Un vent de Russie

Un vent de Russie

Budapest - 06 / 04 / 2026

Gul Baba

Cet après-midi j’ai visité le mausolée de Gul Baba, un haut dignitaire de l’empire ottoman qui a été enterré ici je ne sais plus quand. Mais de ce que j’ai retenu (et compris), c’est à dire peu parce que, à mon étonnement, il n’y avait quasiment rien d’écrit sur lui de plus que sur le site internet.

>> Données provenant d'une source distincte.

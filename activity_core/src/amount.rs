use rust_decimal::Decimal;
use std::collections::HashMap;
use std::str::FromStr;
use tracing::warn;

use crate::types::RawAmount;

/// NEAR (and wrapped NEAR) precision
pub const NATIVE_DECIMALS: u32 = 24;

/// Precision assumed for any token nothing else is known about
pub const DEFAULT_DECIMALS: u32 = 18;

/// Decimal keeps at most 28 significant digits without overflowing its mantissa
const MAX_SIGNIFICANT_DIGITS: usize = 28;

const BRIDGE_SUFFIX: &str = ".factory.bridge.near";

/// Bridged Ethereum assets whose precision differs from the bridge default
const BRIDGED_EXCEPTIONS: &[(&str, u32)] = &[
    ("dac17f958d2ee523a2206206994597c13d831ec7", 6), // USDT
    ("a0b86991c6218b36c1d19d4a2e9eb0ce3606eb48", 6), // USDC
    ("2260fac5e5542a773aa44fbcfedf7c193bc2c599", 8), // WBTC
];

/// Naming conventions used by meme launchpads and generic token factories
const TOKEN_NAMING_HINTS: &[&str] = &["meme-cooking", ".tkn.", "token."];

const BUILTIN_DECIMALS: &[(&str, u32)] = &[
    ("dac17f958d2ee523a2206206994597c13d831ec7.factory.bridge.near", 6),
    ("usdt.tether-token.near", 6),
    ("a0b86991c6218b36c1d19d4a2e9eb0ce3606eb48.factory.bridge.near", 6),
    ("17208628f84f5d6ad33f0da3bbbeb27ffcb398eac501a31bd6ad2011e36133a1", 18),
    ("wrap.near", 24),
    ("token.v2.ref-finance.near", 18),
    ("token.burrow.near", 9),
    ("meta-pool.near", 24),
    ("token.skyward.near", 18),
    ("token.pembrock.near", 18),
    ("2260fac5e5542a773aa44fbcfedf7c193bc2c599.factory.bridge.near", 8),
    ("c02aaa39b223fe8d0a0e5c4f27ead9083c756cc2.factory.bridge.near", 18),
    ("eth.bridge.near", 18),
    ("aurora", 18),
    ("token.paras.near", 18),
    ("game.hot.tg", 6),
    ("harvest-moon.near", 6),
    ("aa-harvest-moon.near", 9),
    ("token.0xshitzu.near", 18),
    ("pre.meteor-token.near", 9),
    ("meteor-points.near", 9),
    ("token.rhealab.near", 9),
    ("lst.rhealab.near", 24),
    ("token.lonkingnearbackto2024.near", 18),
    ("dd.tg", 18),
    ("benthedog.near", 18),
];

/// Contract → decimals lookup with heuristic fallback
#[derive(Debug, Clone)]
pub struct DecimalsTable {
    entries: HashMap<String, u32>,
    wrapped_native: String,
}

impl Default for DecimalsTable {
    fn default() -> Self {
        Self::builtin()
    }
}

impl DecimalsTable {
    pub fn builtin() -> Self {
        Self {
            entries: BUILTIN_DECIMALS
                .iter()
                .map(|(contract, decimals)| (contract.to_string(), *decimals))
                .collect(),
            wrapped_native: "wrap.near".to_string(),
        }
    }

    /// Overrides replace built-in entries for the same contract
    pub fn with_overrides(mut self, overrides: &HashMap<String, u32>) -> Self {
        for (contract, decimals) in overrides {
            self.entries.insert(contract.clone(), *decimals);
        }
        self
    }

    pub fn with_wrapped_native(mut self, contract: &str) -> Self {
        self.wrapped_native = contract.to_lowercase();
        self
    }

    /// Decimals for a contract: exact entry, lower-cased entry, heuristics, then 18
    pub fn resolve(&self, contract_id: &str) -> u32 {
        if let Some(decimals) = self.entries.get(contract_id) {
            return *decimals;
        }

        let lower = contract_id.to_lowercase();
        if let Some(decimals) = self.entries.get(&lower) {
            return *decimals;
        }

        self.heuristic(&lower).unwrap_or(DEFAULT_DECIMALS)
    }

    fn heuristic(&self, lower: &str) -> Option<u32> {
        if lower == self.wrapped_native {
            return Some(NATIVE_DECIMALS);
        }

        if let Some(address) = lower.strip_suffix(BRIDGE_SUFFIX) {
            let decimals = BRIDGED_EXCEPTIONS
                .iter()
                .find(|(known, _)| *known == address)
                .map(|(_, decimals)| *decimals)
                .unwrap_or(DEFAULT_DECIMALS);
            return Some(decimals);
        }

        if TOKEN_NAMING_HINTS.iter().any(|hint| lower.contains(hint)) {
            return Some(DEFAULT_DECIMALS);
        }

        None
    }

    /// `raw / 10^decimals(contract)`; unparsed amounts normalize to zero
    pub fn normalize(&self, contract_id: &str, raw: &RawAmount) -> Decimal {
        match raw.digits() {
            Some(digits) => scale_digits(digits, self.resolve(contract_id)),
            None => Decimal::ZERO,
        }
    }
}

/// Yocto-NEAR to NEAR
pub fn yocto_to_near(raw: &RawAmount) -> Decimal {
    match raw.digits() {
        Some(digits) => scale_digits(digits, NATIVE_DECIMALS),
        None => Decimal::ZERO,
    }
}

/// Same as `yocto_to_near` for optional fields
pub fn optional_yocto_to_near(raw: Option<&RawAmount>) -> Decimal {
    raw.map(yocto_to_near).unwrap_or(Decimal::ZERO)
}

/// Place the decimal point `decimals` digits from the right of an integer string.
///
/// Works on the string so 10^24-scale amounts never pass through a float.
/// Fraction digits past Decimal's precision are truncated.
pub fn scale_digits(digits: &str, decimals: u32) -> Decimal {
    let decimals = decimals as usize;
    let digits = digits.trim_start_matches('0');
    if digits.is_empty() {
        return Decimal::ZERO;
    }

    let (integer, fraction) = if digits.len() > decimals {
        let split = digits.len() - decimals;
        (digits[..split].to_string(), digits[split..].to_string())
    } else {
        ("0".to_string(), format!("{}{}", "0".repeat(decimals - digits.len()), digits))
    };

    let significant_integer = integer.trim_start_matches('0').len();
    let max_fraction = MAX_SIGNIFICANT_DIGITS.saturating_sub(significant_integer);
    let fraction = fraction.trim_end_matches('0');
    let fraction = &fraction[..fraction.len().min(max_fraction)];

    let text = if fraction.is_empty() {
        integer
    } else {
        format!("{}.{}", integer, fraction)
    };

    Decimal::from_str(&text).unwrap_or_else(|e| {
        warn!("Amount {} out of decimal range ({}), saturating", text, e);
        Decimal::MAX
    })
}

#[cfg(test)]
mod tests {
    use super::*;

    fn raw(text: &str) -> RawAmount {
        RawAmount::parse(text)
    }

    #[test]
    fn test_unknown_token_defaults_to_18() {
        let table = DecimalsTable::builtin();
        assert_eq!(table.resolve("token.zzz.near"), 18);
        assert_eq!(
            table.normalize("token.zzz.near", &raw("2500000000000000000")),
            Decimal::from_str("2.5").unwrap()
        );
        assert_eq!(table.resolve("completely-unknown.near"), 18);
    }

    #[test]
    fn test_table_lookup_then_lowercase() {
        let table = DecimalsTable::builtin();
        assert_eq!(table.resolve("usdt.tether-token.near"), 6);
        assert_eq!(table.resolve("USDT.Tether-Token.near"), 6);
        assert_eq!(table.resolve("token.burrow.near"), 9);
    }

    #[test]
    fn test_bridge_heuristics() {
        let table = DecimalsTable {
            entries: HashMap::new(),
            wrapped_native: "wrap.near".to_string(),
        };
        assert_eq!(
            table.resolve("dac17f958d2ee523a2206206994597c13d831ec7.factory.bridge.near"),
            6
        );
        assert_eq!(
            table.resolve("a0b86991c6218b36c1d19d4a2e9eb0ce3606eb48.factory.bridge.near"),
            6
        );
        assert_eq!(
            table.resolve("2260fac5e5542a773aa44fbcfedf7c193bc2c599.factory.bridge.near"),
            8
        );
        assert_eq!(
            table.resolve("6b175474e89094c44da98b954eedeac495271d0f.factory.bridge.near"),
            18
        );
        assert_eq!(table.resolve("wrap.near"), 24);
        assert_eq!(table.resolve("lonk-1.meme-cooking.near"), 18);
    }

    #[test]
    fn test_overrides_win() {
        let mut overrides = HashMap::new();
        overrides.insert("token.burrow.near".to_string(), 12);
        let table = DecimalsTable::builtin().with_overrides(&overrides);
        assert_eq!(table.resolve("token.burrow.near"), 12);
    }

    #[test]
    fn test_yocto_conversion() {
        assert_eq!(yocto_to_near(&raw("2000000000000000000000000")), Decimal::from(2));
        assert_eq!(
            yocto_to_near(&raw("1")),
            Decimal::from_str("0.000000000000000000000001").unwrap()
        );
        assert_eq!(yocto_to_near(&raw("0")), Decimal::ZERO);
        assert_eq!(yocto_to_near(&RawAmount::Unparsed("n/a".to_string())), Decimal::ZERO);
    }

    #[test]
    fn test_large_amounts_do_not_overflow() {
        // 10 million NEAR in yocto
        let amount = yocto_to_near(&raw("10000000000000000000000000000000"));
        assert_eq!(amount, Decimal::from(10_000_000));

        let with_fraction = yocto_to_near(&raw("12345678901234567890123456789012"));
        assert!(with_fraction > Decimal::from(12_345_678));
        assert!(with_fraction < Decimal::from(12_345_679));
    }

    #[test]
    fn test_normalization_is_monotonic() {
        let table = DecimalsTable::builtin();
        for (contract, amount) in [
            ("token.zzz.near", "2500000000000000000"),
            ("usdt.tether-token.near", "1234567"),
            ("wrap.near", "5000000000000000000000000"),
            ("token.burrow.near", "999"),
        ] {
            let single = table.normalize(contract, &raw(amount));
            let doubled_raw = (amount.parse::<u128>().unwrap() * 2).to_string();
            let doubled = table.normalize(contract, &raw(&doubled_raw));
            assert_eq!(doubled, single * Decimal::from(2), "contract {}", contract);
        }
    }
}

Puis une amie d’enfance que je n’avais pas vu depuiiiiiis (au moins 6 ans je crois) m’a rejoint. Il me semble qu’on s’était croisé au prolétariat à Nîmes il y a 4 ans, mais je ne suis absolument pas certaine de moi. Et si on ne s’y est pas vu, ça veut dire que la fois précédente remonte à… Au moins 6 ans (voire plus). J’habitais déjà à Chartres quand sa famille a déménagé à Budapest. On a pris un café ensemble, puis je l’ai accompagnée chez le coiffeur. Sa sœur avait tenté de lui faire un dégradé mais… Bon, disons simplement qu’elle est allée chez le coiffeur. Suite de quoi on s’est séparé pour le dîner. On s’est retrouvé ensuite pour boire un verre. On a bien discuté. Sur les coups de 22 heures, sa sœur aînée est arrivée. On a bien discuté, je ne l’avais pas vu non plus depuis une éternité. Probablement 10 ans ou plus. Puis, sur les coups de 23 heures, un de leurs amis du lycée, embauché par l’orchestre de Moscou en tant que tromboniste, nous appelle pour dire qu’ils viennent de finir un concert à Budapest avec leur orchestre et nous propose de les rejoindre.

Soirée "à la russe"

Me voici donc avec 2 jeunes filles (mes amies), et une horde de jeunes Russes qui nous servent de la vodka et des pogacsas, dans un hotel de luxe en plein centre-ville. A ma décharge, quand on m’a demandé “tu veux de la vodka”, j’ai dit “no, thank you, I will not drink any alcohol”. Je calculais le nombre de verres et il y en avait clairement un pour moi… Et une de mes amies m’a expliqué que pour les Russes, “pas d’alcool”, ça se traduit en actes par “un peu d’alcool”. Bref, par un habile subterfuge, je suis parvenue à vider quasiment l’entièreté de mon verre dans celui du mec qui nous accueillait (désolée, j’assume, s’il y a un Russe qui lit ces lignes, j’espère ne pas vous offenser). Puis en me retournant, j’ai fait mine de vider mon verre d’un trait alors que je n’en avais bu qu’à peine une goutte. Tour de main dont, même si l’hospitalité russe peut se voir offensée, je dois avouer être assez fière.

Enfin, soirée complètement lunaire. J’ai serré la main de tout l’orchestre de Moscou. Plus exactement, tous les vents de l’orchestre de Moscou. Visiblement, ils entretiennent une entente cordiale entre les différents branches de l’orchestre (vents, cuivres, cordes, etc.). J’aime beaucoup les Russes, mais ils sont fous. Très honnêtement, amis lecteurs russes (si jamais un de vous passe par là), vous êtes cinglés. Mais c’est ce qui fait que vous êtes aussi attachants.